### Activity
The response must be made up of the lines in the entries below that contain "native".

### Records provided
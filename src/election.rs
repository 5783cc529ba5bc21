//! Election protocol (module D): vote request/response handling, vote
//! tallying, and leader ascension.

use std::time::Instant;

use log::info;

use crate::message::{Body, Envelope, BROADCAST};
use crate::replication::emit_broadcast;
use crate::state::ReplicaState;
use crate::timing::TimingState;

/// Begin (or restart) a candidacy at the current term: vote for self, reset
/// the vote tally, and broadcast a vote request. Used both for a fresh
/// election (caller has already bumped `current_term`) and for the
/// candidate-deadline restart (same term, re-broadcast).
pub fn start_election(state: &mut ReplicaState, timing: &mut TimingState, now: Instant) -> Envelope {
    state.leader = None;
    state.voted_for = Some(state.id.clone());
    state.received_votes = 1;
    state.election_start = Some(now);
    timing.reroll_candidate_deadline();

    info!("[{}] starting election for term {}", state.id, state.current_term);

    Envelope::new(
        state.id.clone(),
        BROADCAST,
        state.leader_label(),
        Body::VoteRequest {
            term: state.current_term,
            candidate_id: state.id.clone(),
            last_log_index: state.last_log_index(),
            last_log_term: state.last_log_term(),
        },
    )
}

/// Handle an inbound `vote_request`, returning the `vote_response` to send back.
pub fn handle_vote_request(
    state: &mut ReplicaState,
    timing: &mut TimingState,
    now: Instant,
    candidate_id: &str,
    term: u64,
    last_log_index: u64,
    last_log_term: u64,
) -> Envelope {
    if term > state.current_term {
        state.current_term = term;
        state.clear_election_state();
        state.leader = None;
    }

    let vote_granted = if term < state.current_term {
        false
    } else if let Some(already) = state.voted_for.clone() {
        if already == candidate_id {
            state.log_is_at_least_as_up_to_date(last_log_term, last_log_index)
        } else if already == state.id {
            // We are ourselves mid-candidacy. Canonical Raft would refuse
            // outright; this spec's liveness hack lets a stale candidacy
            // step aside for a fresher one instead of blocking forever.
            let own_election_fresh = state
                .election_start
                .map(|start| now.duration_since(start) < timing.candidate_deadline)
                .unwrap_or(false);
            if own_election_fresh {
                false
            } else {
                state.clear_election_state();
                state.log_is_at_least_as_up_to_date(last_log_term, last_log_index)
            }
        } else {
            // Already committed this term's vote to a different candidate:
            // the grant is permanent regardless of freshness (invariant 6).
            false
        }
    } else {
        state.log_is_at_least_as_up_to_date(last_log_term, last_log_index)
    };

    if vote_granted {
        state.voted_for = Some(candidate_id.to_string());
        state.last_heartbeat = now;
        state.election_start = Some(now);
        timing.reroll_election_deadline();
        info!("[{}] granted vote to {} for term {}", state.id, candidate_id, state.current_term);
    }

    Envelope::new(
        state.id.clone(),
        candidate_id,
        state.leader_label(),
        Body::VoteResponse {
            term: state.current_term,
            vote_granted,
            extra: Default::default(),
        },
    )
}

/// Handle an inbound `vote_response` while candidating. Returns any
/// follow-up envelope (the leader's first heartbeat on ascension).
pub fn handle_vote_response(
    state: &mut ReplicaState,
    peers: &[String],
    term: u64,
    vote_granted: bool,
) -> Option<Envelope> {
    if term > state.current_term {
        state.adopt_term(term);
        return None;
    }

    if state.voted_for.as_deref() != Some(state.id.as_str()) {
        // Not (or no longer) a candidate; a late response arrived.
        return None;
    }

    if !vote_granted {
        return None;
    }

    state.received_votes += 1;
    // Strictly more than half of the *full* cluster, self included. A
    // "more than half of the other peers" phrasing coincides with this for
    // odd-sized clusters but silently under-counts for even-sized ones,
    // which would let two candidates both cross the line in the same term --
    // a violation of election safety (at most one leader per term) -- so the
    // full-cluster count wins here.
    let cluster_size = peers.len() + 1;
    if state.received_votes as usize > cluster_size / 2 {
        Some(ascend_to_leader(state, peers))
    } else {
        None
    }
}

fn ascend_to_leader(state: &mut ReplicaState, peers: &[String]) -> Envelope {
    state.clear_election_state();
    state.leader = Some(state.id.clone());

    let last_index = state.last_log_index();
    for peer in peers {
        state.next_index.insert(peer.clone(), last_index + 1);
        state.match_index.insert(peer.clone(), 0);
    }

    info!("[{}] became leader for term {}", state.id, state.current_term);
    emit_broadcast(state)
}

==

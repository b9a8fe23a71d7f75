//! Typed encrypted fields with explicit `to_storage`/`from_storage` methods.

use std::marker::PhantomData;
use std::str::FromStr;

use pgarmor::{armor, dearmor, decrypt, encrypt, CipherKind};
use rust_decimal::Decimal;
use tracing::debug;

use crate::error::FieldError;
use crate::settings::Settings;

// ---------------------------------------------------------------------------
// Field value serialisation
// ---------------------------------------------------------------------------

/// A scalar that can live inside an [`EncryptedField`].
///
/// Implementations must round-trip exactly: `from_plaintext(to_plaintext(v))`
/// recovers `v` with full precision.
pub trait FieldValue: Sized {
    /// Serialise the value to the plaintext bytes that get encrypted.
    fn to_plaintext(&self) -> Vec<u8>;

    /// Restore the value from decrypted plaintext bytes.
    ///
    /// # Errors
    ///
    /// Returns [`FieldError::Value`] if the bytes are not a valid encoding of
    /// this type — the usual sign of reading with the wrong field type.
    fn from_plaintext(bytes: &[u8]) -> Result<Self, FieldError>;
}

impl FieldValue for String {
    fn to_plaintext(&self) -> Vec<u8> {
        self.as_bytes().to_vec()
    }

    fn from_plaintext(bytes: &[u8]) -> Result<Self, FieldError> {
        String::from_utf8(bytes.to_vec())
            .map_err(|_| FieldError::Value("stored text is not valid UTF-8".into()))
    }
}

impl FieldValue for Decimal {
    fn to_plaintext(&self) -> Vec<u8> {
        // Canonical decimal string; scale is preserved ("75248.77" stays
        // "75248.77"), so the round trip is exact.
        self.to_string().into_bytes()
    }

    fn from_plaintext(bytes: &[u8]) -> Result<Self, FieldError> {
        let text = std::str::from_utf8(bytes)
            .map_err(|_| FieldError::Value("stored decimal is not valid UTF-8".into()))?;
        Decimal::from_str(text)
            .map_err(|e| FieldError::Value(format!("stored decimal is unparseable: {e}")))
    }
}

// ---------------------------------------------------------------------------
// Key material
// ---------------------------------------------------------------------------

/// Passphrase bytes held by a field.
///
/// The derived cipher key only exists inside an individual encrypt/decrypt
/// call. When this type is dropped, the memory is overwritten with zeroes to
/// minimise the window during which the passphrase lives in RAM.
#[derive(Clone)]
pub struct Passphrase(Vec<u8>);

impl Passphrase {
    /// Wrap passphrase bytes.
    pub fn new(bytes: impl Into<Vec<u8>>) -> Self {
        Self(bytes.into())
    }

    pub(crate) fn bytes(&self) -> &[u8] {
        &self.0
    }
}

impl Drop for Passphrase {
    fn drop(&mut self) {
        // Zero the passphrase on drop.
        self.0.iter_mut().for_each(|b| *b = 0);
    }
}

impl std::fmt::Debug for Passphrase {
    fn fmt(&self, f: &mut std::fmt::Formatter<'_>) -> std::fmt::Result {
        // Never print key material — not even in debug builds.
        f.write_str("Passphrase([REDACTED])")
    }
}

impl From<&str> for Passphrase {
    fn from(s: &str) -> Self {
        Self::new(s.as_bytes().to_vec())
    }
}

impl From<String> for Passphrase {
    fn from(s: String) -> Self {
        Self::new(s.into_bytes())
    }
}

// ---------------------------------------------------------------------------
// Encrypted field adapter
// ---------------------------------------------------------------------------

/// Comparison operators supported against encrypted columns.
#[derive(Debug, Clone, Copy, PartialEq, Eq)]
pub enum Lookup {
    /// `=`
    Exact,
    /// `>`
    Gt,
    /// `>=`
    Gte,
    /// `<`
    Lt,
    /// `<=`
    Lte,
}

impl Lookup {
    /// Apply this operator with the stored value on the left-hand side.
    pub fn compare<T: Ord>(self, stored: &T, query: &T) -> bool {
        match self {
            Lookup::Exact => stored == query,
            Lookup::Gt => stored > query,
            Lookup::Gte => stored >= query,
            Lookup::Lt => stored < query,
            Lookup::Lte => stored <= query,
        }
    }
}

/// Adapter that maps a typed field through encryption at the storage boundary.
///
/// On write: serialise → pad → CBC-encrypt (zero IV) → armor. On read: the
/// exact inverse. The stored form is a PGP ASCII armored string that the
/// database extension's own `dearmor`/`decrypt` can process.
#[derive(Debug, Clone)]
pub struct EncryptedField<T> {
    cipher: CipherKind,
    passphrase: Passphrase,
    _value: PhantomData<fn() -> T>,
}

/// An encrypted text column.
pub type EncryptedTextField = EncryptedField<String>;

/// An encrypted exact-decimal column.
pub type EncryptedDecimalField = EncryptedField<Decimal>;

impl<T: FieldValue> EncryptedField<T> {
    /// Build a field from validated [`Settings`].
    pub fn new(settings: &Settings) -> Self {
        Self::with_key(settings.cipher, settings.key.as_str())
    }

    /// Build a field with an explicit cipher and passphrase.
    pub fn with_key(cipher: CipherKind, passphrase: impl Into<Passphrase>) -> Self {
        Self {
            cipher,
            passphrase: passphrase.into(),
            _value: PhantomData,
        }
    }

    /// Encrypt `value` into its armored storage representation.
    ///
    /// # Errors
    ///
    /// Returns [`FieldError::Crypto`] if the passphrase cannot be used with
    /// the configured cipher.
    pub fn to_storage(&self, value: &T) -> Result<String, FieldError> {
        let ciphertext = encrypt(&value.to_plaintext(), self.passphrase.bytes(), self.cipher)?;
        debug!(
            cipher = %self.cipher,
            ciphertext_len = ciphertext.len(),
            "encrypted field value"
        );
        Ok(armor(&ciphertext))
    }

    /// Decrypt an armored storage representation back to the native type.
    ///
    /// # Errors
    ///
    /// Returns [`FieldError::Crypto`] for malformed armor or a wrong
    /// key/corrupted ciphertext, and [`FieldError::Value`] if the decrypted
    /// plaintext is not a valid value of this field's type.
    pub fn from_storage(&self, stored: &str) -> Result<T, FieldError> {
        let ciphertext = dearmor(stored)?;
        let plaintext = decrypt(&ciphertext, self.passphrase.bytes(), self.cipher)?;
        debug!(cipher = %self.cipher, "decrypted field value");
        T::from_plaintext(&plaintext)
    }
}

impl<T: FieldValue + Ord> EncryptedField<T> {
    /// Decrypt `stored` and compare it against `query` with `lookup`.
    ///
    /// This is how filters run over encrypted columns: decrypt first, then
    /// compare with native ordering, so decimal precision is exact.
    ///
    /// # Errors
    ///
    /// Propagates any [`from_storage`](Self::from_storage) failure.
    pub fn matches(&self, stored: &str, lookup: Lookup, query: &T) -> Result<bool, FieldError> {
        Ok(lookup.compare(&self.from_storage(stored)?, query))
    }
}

### Solution for this problem
    /// Decrypt an armored storage representation back to the native type.
    /// compare with native ordering, so decimal precision is exact.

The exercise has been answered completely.